July 25, 2014 / 6:06 PM / in 3 years

Eni to revive Saipem sale plans -sources

* Saipem market value hit by profit warnings, graft probe

* New Eni management set to revive sale plans

* High Saipem debt levels may slow sale

* Saipem break up could avoid need for new equity

By Stephen Jewkes, Pamela Barbaglia and Sophie Sassard

MILAN/LONDON, July 25 (Reuters) - The new management of Italy’s Eni plans to press on with the sale of a controlling stake in oil services subsidiary Saipem so it can focus on the more lucrative business of finding oil and gas, sources said.

Former ENI CEO Paolo Scaroni had inked in plans to dispose of Saipem but they were put on hold when Italian Prime Minister Matteo Renzi drafted in new management to run the state-controlled oil giant.

Saipem became a liability for Eni last year when half its market value was wiped out by two profit warnings and a damaging investigation into alleged corruption in Algeria, which also engulfed Scaroni.

With oil and gas production compromised by conflict in Libya and unrest in Nigeria, along with project delays in Kashagan and Angola, Eni also needs to sell assets to fund increasingly costly upstream investments and maintain its dividend.

“Eni’s new management is indeed ready to resume the sale of Saipem, though it first needs to cut its debt either via asset disposals or raising equity,” a source close to the matter said.

Eni has a 43 percent stake in Saipem and fully consolidates it on its balance sheet, including 5.5 billion euros of debt. But it keeps it at arm’s length and has no day-to-day influence over management because Saipem also works on some contracts awarded by Eni.

Claudio Descalzi, who took over the top spot at Eni in May, has yet to pronounce on plans for Saipem but is expected to flag his intentions at a strategy meeting next Thursday.

Descalzi was head of exploration and production (E&P) at Eni under Scaroni and nurtured in-house engineering skills that would go some way to make up for the loss of similar expertise if Saipem is sold off.
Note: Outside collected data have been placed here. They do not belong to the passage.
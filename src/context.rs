/*! Application context abstraction for filesystem paths.

The `AppContext` trait decides where config, data and cache files live.
Two implementations are provided:

- `StandardContext`: uses `directories::ProjectDirs`, or an override root
  given on the command line (`--root`).
- `TestContext`: a throwaway temporary directory, removed on drop.

Anything doing filesystem IO receives the context explicitly; there is no
global path state.
*/

use anyhow::{Context, Result};
use directories::ProjectDirs;
use std::path::PathBuf;

/// Defines the file system context for the application.
///
/// The trait is object-safe so callers can hold `Arc<dyn AppContext>`.
pub trait AppContext: Send + Sync + std::fmt::Debug {
    fn get_data_dir(&self) -> Result<PathBuf>;
    fn get_config_dir(&self) -> Result<PathBuf>;
    fn get_cache_dir(&self) -> Result<PathBuf>;

    fn get_config_file_path(&self) -> Result<PathBuf> {
        Ok(self.get_config_dir()?.join("config.toml"))
    }

    fn get_alarm_store_path(&self) -> Result<PathBuf> {
        Ok(self.get_data_dir()?.join("alarms.json"))
    }

    fn get_reliability_state_path(&self) -> Option<PathBuf> {
        self.get_data_dir().ok().map(|p| p.join("reliability.json"))
    }

    fn get_log_path(&self) -> Option<PathBuf> {
        self.get_cache_dir().ok().map(|p| p.join("daycall.log"))
    }
}

// --- Production Implementation ---

#[derive(Clone, Debug)]
pub struct StandardContext {
    override_root: Option<PathBuf>,
}

impl StandardContext {
    /// When `override_root` is `Some(path)`, everything lives under that root
    /// in `data`, `config` and `cache` subdirectories.
    pub fn new(override_root: Option<PathBuf>) -> Self {
        Self { override_root }
    }

    fn ensure_exists(path: PathBuf) -> Result<PathBuf> {
        if !path.exists() {
            std::fs::create_dir_all(&path)
                .with_context(|| format!("Failed to create directory: {:?}", path))?;
        }
        Ok(path)
    }

    fn get_proj_dirs() -> Option<ProjectDirs> {
        ProjectDirs::from("com", "daycall", "daycall")
    }

    fn resolve(&self, subdir: &str) -> Result<PathBuf> {
        if let Some(root) = &self.override_root {
            return Self::ensure_exists(root.join(subdir));
        }
        let proj = Self::get_proj_dirs().ok_or_else(|| anyhow::anyhow!("No home directory"))?;
        let dir = match subdir {
            "data" => proj.data_dir(),
            "config" => proj.config_dir(),
            _ => proj.cache_dir(),
        };
        Self::ensure_exists(dir.to_path_buf())
    }
}

impl AppContext for StandardContext {
    fn get_data_dir(&self) -> Result<PathBuf> {
        self.resolve("data")
    }

    fn get_config_dir(&self) -> Result<PathBuf> {
        self.resolve("config")
    }

    fn get_cache_dir(&self) -> Result<PathBuf> {
        self.resolve("cache")
    }
}

// --- Test Implementation ---

#[derive(Clone, Debug)]
pub struct TestContext {
    pub root: PathBuf,
}

impl TestContext {
    /// Creates a new TestContext backed by a unique temporary directory.
    pub fn new() -> Self {
        let uuid = uuid::Uuid::new_v4();
        let root = std::env::temp_dir().join(format!("daycall_test_{}", uuid));
        // Best-effort create; tests will panic if this fails.
        std::fs::create_dir_all(&root).expect("failed to create TestContext temp dir");
        Self { root }
    }

    fn sub(&self, name: &str) -> Result<PathBuf> {
        let p = self.root.join(name);
        std::fs::create_dir_all(&p)?;
        Ok(p)
    }
}

impl Default for TestContext {
    fn default() -> Self {
        Self::new()
    }
}

impl AppContext for TestContext {
    fn get_data_dir(&self) -> Result<PathBuf> {
        self.sub("data")
    }

    fn get_config_dir(&self) -> Result<PathBuf> {
        self.sub("config")
    }

    fn get_cache_dir(&self) -> Result<PathBuf> {
        self.sub("cache")
    }
}

impl Drop for TestContext {
    fn drop(&mut self) {
        let _ = std::fs::remove_dir_all(&self.root);
    }
}
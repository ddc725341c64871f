// Low-level file helpers: cross-process locking and atomic writes.
use anyhow::Result;
use fs2::FileExt;
use serde::Serialize;
use serde::de::DeserializeOwned;
use std::fs;
use std::path::{Path, PathBuf};

pub struct LocalStorage;

impl LocalStorage {
    fn get_lock_path(file_path: &Path) -> PathBuf {
        let mut lock_path = file_path.to_path_buf();
        if let Some(ext) = lock_path.extension() {
            let mut new_ext = ext.to_os_string();
            new_ext.push(".lock");
            lock_path.set_extension(new_ext);
        } else {
            lock_path.set_extension("lock");
        }
        lock_path
    }

    /// Runs `f` while holding an exclusive lock on `<file>.lock`.
    pub fn with_lock<F, T>(file_path: &Path, f: F) -> Result<T>
    where
        F: FnOnce() -> Result<T>,
    {
        let lock_path = Self::get_lock_path(file_path);
        let file = fs::OpenOptions::new()
            .read(true)
            .write(true)
            .create(true)
            .truncate(false)
            .open(&lock_path)?;

        file.lock_exclusive()?;
        let result = f();
        FileExt::unlock(&file)?;
        result
    }

    /// Atomic write: Write to .tmp file then rename
    pub fn atomic_write<P: AsRef<Path>, C: AsRef<[u8]>>(path: P, contents: C) -> Result<()> {
        let path = path.as_ref();
        let tmp_path = path.with_extension("tmp");
        fs::write(&tmp_path, contents)?;
        fs::rename(tmp_path, path)?;
        Ok(())
    }

    /// Reads a JSON document under lock. A missing file yields `Ok(None)`.
    pub fn read_json<T: DeserializeOwned>(path: &Path) -> Result<Option<T>> {
        if !path.exists() {
            return Ok(None);
        }
        Self::with_lock(path, || {
            let content = fs::read_to_string(path)?;
            let value = serde_json::from_str(&content).map_err(|e| {
                anyhow::anyhow!("Failed to parse '{}': {}", path.display(), e)
            })?;
            Ok(Some(value))
        })
    }

    /// Serializes `value` as pretty JSON and writes it atomically under lock.
    pub fn write_json<T: Serialize>(path: &Path, value: &T) -> Result<()> {
        Self::with_lock(path, || {
            let json = serde_json::to_string_pretty(value)?;
            Self::atomic_write(path, json)?;
            Ok(())
        })
    }
}

#[cfg(test)]
mod tests {
    use super::*;
    use crate::context::{AppContext, TestContext};
    use std::collections::HashMap;

    #[test]
    fn test_json_roundtrip_and_missing() {
        let ctx = TestContext::new();
        let path = ctx.get_data_dir().unwrap().join("doc.json");

        let missing: Option<HashMap<String, i64>> = LocalStorage::read_json(&path).unwrap();
        assert!(missing.is_none());

        let mut doc = HashMap::new();
        doc.insert("a".to_string(), 1i64);
        LocalStorage::write_json(&path, &doc).unwrap();

        let back: HashMap<String, i64> = LocalStorage::read_json(&path).unwrap().unwrap();
        assert_eq!(back, doc);
        assert!(!path.with_extension("tmp").exists());
    }

    #[test]
    fn test_corrupt_file_is_an_error() {
        let ctx = TestContext::new();
        let path = ctx.get_data_dir().unwrap().join("bad.json");
        fs::write(&path, "{not json").unwrap();
        let res: Result<Option<Vec<i64>>> = LocalStorage::read_json(&path);
        assert!(res.is_err());
    }
}
// Handles configuration loading, saving, and defaults.
use crate::context::AppContext;
use crate::model::ChallengeType;
use crate::storage::LocalStorage;
use anyhow::{Error, Result};
use serde::{Deserialize, Serialize};
use std::fs;
use std::time::Duration;

fn default_true() -> bool {
    true
}
fn default_reminder_lead() -> u32 {
    15
}
fn default_wake_lock_secs() -> u64 {
    30
}
fn default_wake_lock_release_secs() -> u64 {
    25
}
fn default_relaunch_check_secs() -> u64 {
    5
}
fn default_audio_check_secs() -> u64 {
    10
}
fn default_reliability_interval() -> u32 {
    15
}
fn default_sound() -> String {
    crate::model::DEFAULT_SOUND.to_string()
}
fn default_retry_backoff_secs() -> u64 {
    30
}
fn default_max_task_retries() -> u32 {
    3
}
fn default_log_level() -> String {
    "info".to_string()
}

#[derive(Deserialize, Serialize, Clone, Debug, PartialEq)]
pub struct Config {
    /// Opt-in second trigger path through the deferred task queue.
    #[serde(default)]
    pub backup_alarms_enabled: bool,

    #[serde(default = "default_reminder_lead")]
    pub reminder_lead_mins: u32,

    #[serde(default = "default_wake_lock_secs")]
    pub wake_lock_secs: u64,
    #[serde(default = "default_wake_lock_release_secs")]
    pub wake_lock_release_secs: u64,
    #[serde(default = "default_relaunch_check_secs")]
    pub relaunch_check_secs: u64,
    #[serde(default = "default_audio_check_secs")]
    pub audio_check_secs: u64,

    #[serde(default = "default_reliability_interval")]
    pub reliability_check_interval_mins: u32,

    #[serde(default = "default_sound")]
    pub default_sound: String,
    #[serde(default)]
    pub default_challenge: ChallengeType,

    #[serde(default = "default_retry_backoff_secs")]
    pub retry_backoff_secs: u64,
    #[serde(default = "default_max_task_retries")]
    pub max_task_retries: u32,

    #[serde(default = "default_log_level")]
    pub log_level: String,
    #[serde(default = "default_true")]
    pub desktop_notifications: bool,
}

impl Default for Config {
    fn default() -> Self {
        Self {
            backup_alarms_enabled: false,
            reminder_lead_mins: 15,
            wake_lock_secs: 30,
            wake_lock_release_secs: 25,
            relaunch_check_secs: 5,
            audio_check_secs: 10,
            reliability_check_interval_mins: 15,
            default_sound: default_sound(),
            default_challenge: ChallengeType::default(),
            retry_backoff_secs: 30,
            max_task_retries: 3,
            log_level: "info".to_string(),
            desktop_notifications: true,
        }
    }
}

/// Delays used by the trigger sequencer.
#[derive(Debug, Clone, Copy, PartialEq, Eq)]
pub struct TriggerTimings {
    pub wake_lock_timeout: Duration,
    pub wake_lock_release_after: Duration,
    pub relaunch_check_after: Duration,
    pub audio_check_after: Duration,
}

impl Default for TriggerTimings {
    fn default() -> Self {
        Config::default().trigger_timings()
    }
}

impl Config {
    /// Load the configuration from disk using an explicit context.
    pub fn load(ctx: &dyn AppContext) -> Result<Self> {
        let path = ctx.get_config_file_path()?;

        if !path.exists() {
            return Err(anyhow::anyhow!("Config file not found"));
        }

        let contents = fs::read_to_string(&path).map_err(|e| {
            anyhow::anyhow!("Failed to read config file '{}': {}", path.display(), e)
        })?;

        let config: Config = toml::from_str(&contents).map_err(|e| {
            anyhow::anyhow!("Failed to parse config file '{}': {}", path.display(), e)
        })?;

        Ok(config)
    }

    /// Loads the config, falling back to defaults when the file is absent.
    /// Parse errors are still reported.
    pub fn load_or_default(ctx: &dyn AppContext) -> Result<Self> {
        match Self::load(ctx) {
            Ok(c) => Ok(c),
            Err(e) if Self::is_missing_config_error(&e) => Ok(Self::default()),
            Err(e) => Err(e),
        }
    }

    /// Whether an error returned by `load` means the file was simply missing.
    pub fn is_missing_config_error(err: &Error) -> bool {
        if err.to_string().contains("Config file not found") {
            return true;
        }

        for cause in err.chain() {
            if let Some(io_err) = cause.downcast_ref::<std::io::Error>()
                && io_err.kind() == std::io::ErrorKind::NotFound
            {
                return true;
            }
        }

        false
    }

    pub fn save(&self, ctx: &dyn AppContext) -> Result<()> {
        let path = ctx.get_config_file_path()?;
        LocalStorage::with_lock(&path, || {
            let toml_str = toml::to_string_pretty(self)?;
            LocalStorage::atomic_write(&path, toml_str)?;
            Ok(())
        })?;
        Ok(())
    }

    pub fn reminder_lead(&self) -> chrono::Duration {
        chrono::Duration::minutes(self.reminder_lead_mins as i64)
    }

    pub fn trigger_timings(&self) -> TriggerTimings {
        TriggerTimings {
            wake_lock_timeout: Duration::from_secs(self.wake_lock_secs),
            wake_lock_release_after: Duration::from_secs(
                self.wake_lock_release_secs.min(self.wake_lock_secs),
            ),
            relaunch_check_after: Duration::from_secs(self.relaunch_check_secs),
            audio_check_after: Duration::from_secs(self.audio_check_secs),
        }
    }

    pub fn log_level_filter(&self) -> log::LevelFilter {
        self.log_level
            .parse()
            .unwrap_or(log::LevelFilter::Info)
    }
}

#[cfg(test)]
mod tests {
    use super::*;
    use crate::context::TestContext;

    #[test]
    fn test_missing_file_detected() {
        let ctx = TestContext::new();
        let err = Config::load(&ctx).unwrap_err();
        assert!(Config::is_missing_config_error(&err));
        assert_eq!(Config::load_or_default(&ctx).unwrap(), Config::default());
    }

    #[test]
    fn test_partial_file_uses_defaults() {
        let ctx = TestContext::new();
        let path = ctx.get_config_file_path().unwrap();
        fs::write(&path, "backup_alarms_enabled = true\nreminder_lead_mins = 5\n").unwrap();

        let cfg = Config::load(&ctx).unwrap();
        assert!(cfg.backup_alarms_enabled);
        assert_eq!(cfg.reminder_lead_mins, 5);
        assert_eq!(cfg.wake_lock_secs, 30);
        assert_eq!(cfg.default_challenge, ChallengeType::Math);
    }

    #[test]
    fn test_save_roundtrip() {
        let ctx = TestContext::new();
        let cfg = Config {
            backup_alarms_enabled: true,
            default_challenge: ChallengeType::Typing,
            ..Config::default()
        };
        cfg.save(&ctx).unwrap();
        assert_eq!(Config::load(&ctx).unwrap(), cfg);
    }

    #[test]
    fn test_bad_toml_is_not_missing() {
        let ctx = TestContext::new();
        fs::write(ctx.get_config_file_path().unwrap(), "reminder_lead_mins = \"x\"").unwrap();
        let err = Config::load_or_default(&ctx).unwrap_err();
        assert!(err.to_string().contains("Failed to parse"));
    }

    #[test]
    fn test_release_never_after_timeout() {
        let cfg = Config {
            wake_lock_secs: 10,
            wake_lock_release_secs: 25,
            ..Config::default()
        };
        assert_eq!(
            cfg.trigger_timings().wake_lock_release_after,
            Duration::from_secs(10)
        );
    }
}
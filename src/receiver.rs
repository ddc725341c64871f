// Entry point for everything the platform calls back with.
use crate::error::WorkResult;
use crate::model::{AlarmId, TriggerPayload};
use crate::ports::{Clock, DeferredTask, DeferredWork};
use crate::reliability::ReliabilityEvaluator;
use crate::scheduler::ScheduleOutcome;
use crate::sequencer::{TriggerFallbackSequencer, TriggerRun};
use crate::service::AlarmService;
use std::sync::Arc;

#[derive(Debug, Clone, PartialEq, Eq)]
pub enum PlatformEvent {
    /// An exact timer went off.
    TimerFired(TriggerPayload),
    /// A deferred task came due.
    DeferredTaskDue(DeferredTask),
    BootCompleted,
    PackageReplaced,
    /// Wall clock, date or time zone changed.
    TimeChanged,
    /// The alarm store was modified by another process.
    StoreChanged,
    /// The user dismissed the ringing alarm.
    Dismiss(AlarmId),
    Shutdown,
}

pub enum Handled {
    Ringing(TriggerRun),
    /// Timer for an alarm that no longer exists or is disabled.
    Ignored,
    Work(WorkResult),
    Rescheduled(Vec<(AlarmId, ScheduleOutcome)>),
    Dismissed(bool),
    Stop,
}

pub struct AlarmReceiver {
    service: Arc<AlarmService>,
    sequencer: TriggerFallbackSequencer,
    reliability: Arc<ReliabilityEvaluator>,
    clock: Arc<dyn Clock>,
}

impl AlarmReceiver {
    pub fn new(
        service: Arc<AlarmService>,
        sequencer: TriggerFallbackSequencer,
        reliability: Arc<ReliabilityEvaluator>,
        clock: Arc<dyn Clock>,
    ) -> Self {
        Self {
            service,
            sequencer,
            reliability,
            clock,
        }
    }

    pub fn service(&self) -> &Arc<AlarmService> {
        &self.service
    }

    pub fn sequencer(&self) -> &TriggerFallbackSequencer {
        &self.sequencer
    }

    /// Handles one event. Ringing needs a tokio runtime, see
    /// [`TriggerFallbackSequencer::trigger`].
    pub fn handle(&self, event: PlatformEvent) -> Handled {
        match event {
            PlatformEvent::TimerFired(payload) => self.on_timer_fired(payload),
            PlatformEvent::DeferredTaskDue(task) => Handled::Work(self.on_task_due(&task)),
            PlatformEvent::BootCompleted => {
                log::info!("Boot completed, rescheduling alarms");
                Handled::Rescheduled(self.service.restore_all())
            }
            PlatformEvent::PackageReplaced => {
                log::info!("App updated, rescheduling alarms");
                Handled::Rescheduled(self.service.restore_all())
            }
            PlatformEvent::TimeChanged => {
                log::info!("System time changed, rescheduling alarms");
                Handled::Rescheduled(self.service.restore_all())
            }
            PlatformEvent::StoreChanged => {
                log::info!("Alarm store changed, syncing timers");
                Handled::Rescheduled(self.service.sync_with_store())
            }
            PlatformEvent::Dismiss(id) => Handled::Dismissed(self.sequencer.dismiss(id)),
            PlatformEvent::Shutdown => Handled::Stop,
        }
    }

    fn on_timer_fired(&self, payload: TriggerPayload) -> Handled {
        log::debug!(
            "Timer fired for alarm {} (repeat day {:?})",
            payload.alarm_id,
            payload.repeat_day
        );

        let stored = self.service.store().get(payload.alarm_id);
        let Some(alarm) = stored.filter(|a| a.enabled) else {
            log::warn!(
                "Ignoring timer for missing or disabled alarm {}",
                payload.alarm_id
            );
            return Handled::Ignored;
        };

        let weekly = payload.repeat_day.is_some();
        let run = self.sequencer.trigger(payload);

        // The fired weekly timer is spent; arm next week's.
        if weekly {
            self.service.scheduler().schedule_alarm(&alarm);
        }
        // A backup that finds this alarm ringing will not requeue itself, so
        // the next occurrence's backup is queued here. If nothing reached the
        // user the pending backup stays in place to ring instead.
        let backup = self.service.backup();
        if alarm.is_repeating() && backup.is_enabled() && !run.report.nothing_reached_user() {
            backup.schedule(&alarm);
        }
        Handled::Ringing(run)
    }

    pub fn on_task_due(&self, task: &DeferredTask) -> WorkResult {
        log::debug!("Running deferred task {} (attempt {})", task.key, task.attempt + 1);
        match &task.work {
            DeferredWork::BackupTrigger(payload) => self.service.backup().run(payload),
            DeferredWork::Reminder { alarm_id } => self
                .service
                .scheduler()
                .reminders()
                .run(self.service.store(), *alarm_id),
            DeferredWork::ReliabilityCheck => self.reliability.run_check(self.clock.now_millis()),
        }
    }
}
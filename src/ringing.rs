// Process-wide "an alarm is currently sounding" flag.
//
// Shared by the trigger sequencer (sets it when audio starts) and the backup
// path (reads it to suppress a duplicate trigger). Cloning shares the cell.
// Nothing is persisted: after a restart the session reads as not ringing.
use crate::model::AlarmId;
use std::sync::Arc;
use std::sync::atomic::{AtomicBool, AtomicI64, Ordering};

const NO_ALARM: i64 = -1;

#[derive(Debug, Clone, Default)]
pub struct RingingSession {
    inner: Arc<Inner>,
}

#[derive(Debug)]
struct Inner {
    ringing: AtomicBool,
    alarm_id: AtomicI64,
}

impl Default for Inner {
    fn default() -> Self {
        Self {
            ringing: AtomicBool::new(false),
            alarm_id: AtomicI64::new(NO_ALARM),
        }
    }
}

impl RingingSession {
    pub fn new() -> Self {
        Self::default()
    }

    pub fn is_ringing(&self) -> bool {
        self.inner.ringing.load(Ordering::SeqCst)
    }

    /// Alarm currently sounding, if any.
    pub fn current(&self) -> Option<AlarmId> {
        if !self.is_ringing() {
            return None;
        }
        match self.inner.alarm_id.load(Ordering::SeqCst) {
            NO_ALARM => None,
            id => Some(id),
        }
    }

    /// Marks `alarm_id` as sounding. Only one alarm is tracked at a time, so a
    /// second alarm takes over the session; the replaced id is returned.
    pub fn start(&self, alarm_id: AlarmId) -> Option<AlarmId> {
        let was_ringing = self.inner.ringing.swap(true, Ordering::SeqCst);
        let previous = self.inner.alarm_id.swap(alarm_id, Ordering::SeqCst);
        if !was_ringing || previous == NO_ALARM || previous == alarm_id {
            return None;
        }
        log::warn!(
            "Alarm {} started while alarm {} was still ringing; it now owns the session",
            alarm_id,
            previous
        );
        Some(previous)
    }

    pub fn clear(&self) {
        self.inner.ringing.store(false, Ordering::SeqCst);
        self.inner.alarm_id.store(NO_ALARM, Ordering::SeqCst);
    }
}
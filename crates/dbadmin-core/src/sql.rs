//! SQL text synthesis for the MySQL gateway
//!
//! Identifiers are always backtick-quoted. Column types are checked against a
//! conservative pattern, defaults and row values are rendered as literals, so
//! caller input never lands in a statement unescaped.

use crate::error::{AdminError, Result};
use dbadmin_types::{AlterAction, AlterTableRequest, CreateTableRequest, PageRequest};
use once_cell::sync::Lazy;
use regex::Regex;
use serde_json::Value;

static COLUMN_TYPE: Lazy<Regex> = Lazy::new(|| {
    Regex::new(r"^[A-Za-z][A-Za-z0-9_ ]*(\([^()`;#]*\))?[A-Za-z0-9_ ]*$")
        .expect("column type pattern is valid")
});

static NUMBER: Lazy<Regex> = Lazy::new(|| {
    Regex::new(r"^[+-]?(\d+(\.\d*)?|\.\d+)([eE][+-]?\d+)?$").expect("number pattern is valid")
});

static CURRENT_TIMESTAMP: Lazy<Regex> = Lazy::new(|| {
    Regex::new(r"(?i)^CURRENT_TIMESTAMP(\(\d\))?$").expect("timestamp pattern is valid")
});

/// Backtick-quote an identifier, doubling embedded backticks
pub fn quote_ident(name: &str) -> Result<String> {
    let name = name.trim();
    if name.is_empty() {
        return Err(AdminError::invalid("identifier must not be empty"));
    }
    if name.contains('\0') {
        return Err(AdminError::invalid("identifier must not contain NUL"));
    }
    Ok(format!("`{}`", name.replace('`', "``")))
}

/// Validate a declared column type such as `VARCHAR(255)` or `INT UNSIGNED`
pub fn check_column_type(column_type: &str) -> Result<&str> {
    let trimmed = column_type.trim();
    if !COLUMN_TYPE.is_match(trimmed) || trimmed.contains("--") || trimmed.contains("/*") {
        return Err(AdminError::invalid(format!(
            "invalid column type: {}",
            column_type
        )));
    }
    Ok(trimmed)
}

/// Quote a string as a MySQL literal on a single line
pub fn quote_string(value: &str) -> String {
    let mut out = String::with_capacity(value.len() + 2);
    out.push('\'');
    for c in value.chars() {
        match c {
            '\\' => out.push_str("\\\\"),
            '\'' => out.push_str("\\'"),
            '\n' => out.push_str("\\n"),
            '\r' => out.push_str("\\r"),
            '\0' => out.push_str("\\0"),
            '\u{1a}' => out.push_str("\\Z"),
            c => out.push(c),
        }
    }
    out.push('\'');
    out
}

/// Render a column default. Numbers, `NULL`, booleans, `CURRENT_TIMESTAMP` and
/// simple quoted literals pass through, anything else becomes a string literal.
pub fn render_default(raw: &str) -> Option<String> {
    let value = raw.trim();
    if value.is_empty() {
        return None;
    }

    let upper = value.to_ascii_uppercase();
    let passthrough = matches!(upper.as_str(), "NULL" | "TRUE" | "FALSE")
        || CURRENT_TIMESTAMP.is_match(value)
        || NUMBER.is_match(value)
        || is_simple_quoted(value);

    if passthrough {
        Some(value.to_string())
    } else {
        Some(quote_string(value))
    }
}

fn is_simple_quoted(value: &str) -> bool {
    value.len() >= 2
        && value.starts_with('\'')
        && value.ends_with('\'')
        && !value[1..value.len() - 1].contains(['\'', '\\'])
}

/// `<name> <type>[ NOT NULL][ DEFAULT <value>]`
pub fn column_definition(
    name: &str,
    column_type: &str,
    nullable: bool,
    default: Option<&str>,
) -> Result<String> {
    let mut definition = format!("{} {}", quote_ident(name)?, check_column_type(column_type)?);
    if !nullable {
        definition.push_str(" NOT NULL");
    }
    if let Some(default) = default.and_then(render_default) {
        definition.push_str(" DEFAULT ");
        definition.push_str(&default);
    }
    Ok(definition)
}

pub fn create_table(request: &CreateTableRequest) -> Result<String> {
    if request.columns.is_empty() {
        return Err(AdminError::invalid("at least one column is required"));
    }

    let columns = request
        .columns
        .iter()
        .map(|c| column_definition(&c.name, &c.column_type, c.nullable, c.default.as_deref()))
        .collect::<Result<Vec<_>>>()?;

    Ok(format!(
        "CREATE TABLE {} (\n{}\n)",
        quote_ident(&request.name)?,
        columns.join(",\n")
    ))
}

pub fn alter_table(table: &str, request: &AlterTableRequest) -> Result<String> {
    let table = quote_ident(table)?;
    let column = &request.column;

    let typed_definition = || -> Result<String> {
        let column_type = column.column_type.as_deref().ok_or_else(|| {
            AdminError::invalid(format!("column type is required for {}", request.action))
        })?;
        column_definition(
            &column.name,
            column_type,
            column.nullable,
            column.default.as_deref(),
        )
    };

    Ok(match request.action {
        AlterAction::Add => format!("ALTER TABLE {} ADD COLUMN {}", table, typed_definition()?),
        AlterAction::Modify => {
            format!("ALTER TABLE {} MODIFY COLUMN {}", table, typed_definition()?)
        }
        AlterAction::Drop => format!(
            "ALTER TABLE {} DROP COLUMN {}",
            table,
            quote_ident(&column.name)?
        ),
    })
}

pub fn drop_table(name: &str) -> Result<String> {
    Ok(format!("DROP TABLE IF EXISTS {}", quote_ident(name)?))
}

pub fn count_rows(table: &str) -> Result<String> {
    Ok(format!("SELECT COUNT(*) FROM {}", quote_ident(table)?))
}

pub fn select_all(table: &str) -> Result<String> {
    Ok(format!("SELECT * FROM {}", quote_ident(table)?))
}

pub fn show_create_table(table: &str) -> Result<String> {
    Ok(format!("SHOW CREATE TABLE {}", quote_ident(table)?))
}

pub fn select_page(table: &str, page: &PageRequest) -> Result<String> {
    Ok(format!(
        "SELECT * FROM {} ORDER BY {} {} LIMIT {} OFFSET {}",
        quote_ident(table)?,
        quote_ident(&page.sort_field)?,
        page.sort_order.as_sql(),
        page.page_size,
        page.offset()
    ))
}

/// Render a decoded column value as a MySQL literal
pub fn render_literal(value: &Value) -> String {
    match value {
        Value::Null => "NULL".to_string(),
        Value::Bool(b) => if *b { "1" } else { "0" }.to_string(),
        Value::Number(n) => n.to_string(),
        Value::String(s) => quote_string(s),
        other => quote_string(&other.to_string()),
    }
}

/// One-line `INSERT INTO <table> VALUES (...);` for an exported row
pub fn insert_statement(table: &str, values: &[Value]) -> Result<String> {
    let literals: Vec<String> = values.iter().map(render_literal).collect();
    Ok(format!(
        "INSERT INTO {} VALUES ({});",
        quote_ident(table)?,
        literals.join(", ")
    ))
}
Saipem supplies engineering services, project management and construction services to oil and gas companies for both onshore and offshore projects and carries out drilling worldwide.

“Saipem has been under strategic review for a long while and Eni’s new management is willing to go ahead,” a second source familiar with the matter said.

“Options under review include a break-up of Saipem’s distribution, production and transformation operations,” the source said, adding that decisions about this might be taken in the second half of the year.

Eni declined to comment.

DEBT GUARANTEES

In May, Descalzi announced a new structure at Eni to help focus minds on growing the more lucrative exploration and production business, while turning round or downsizing other less profitable businesses such as refining.

In a recent report, HSBC said a sale of Saipem was likely but it might not be in the short term because of low valuations after last year’s profit warnings and high debt levels.

“Saipem has historically benefitted from debt guarantees from Eni. We believe Saipem would need to be refinanced if it were to be floated as a stand-alone entity,” HSBC said.

Saipem, whose debt-to-equity ratio stands at a hefty 60 percent or so, borrows through Eni, whose A rating is higher than Italy‘s. But people close to the matter said Eni was taking steps to get Saipem on an independent footing.

A banker who works on funding with Saipem told Reuters that Eni was already calling on lenders to negotiate debt guarantees directly with Saipem.

“They’re slowly weaning Saipem off Eni’s milk,” he said.

A breakup of Saipem would allow the firm to cut its debt pile without tapping the market for new equity, which some bankers say would have to be in the order of 2 billion euros to make the company appetising.

“Previously there was discussion about selling the onshore drilling business which could be worth around 1 billion euros and could find buyers because it’s a steady cash generator,” a banker who had been privy to Scaroni’s plans said.

He said another option the former CEO had been toying with was the issuance of a convertible bond by Saipem.

Saipem’s onshore and offshore drilling business accounts for some 15 percent of the company’s revenues which in 2013 stood at about 12 billion euros.

The company is feeling the pinch from lower investment by oil majors. This is making life harder for equipment and service suppliers worldwide.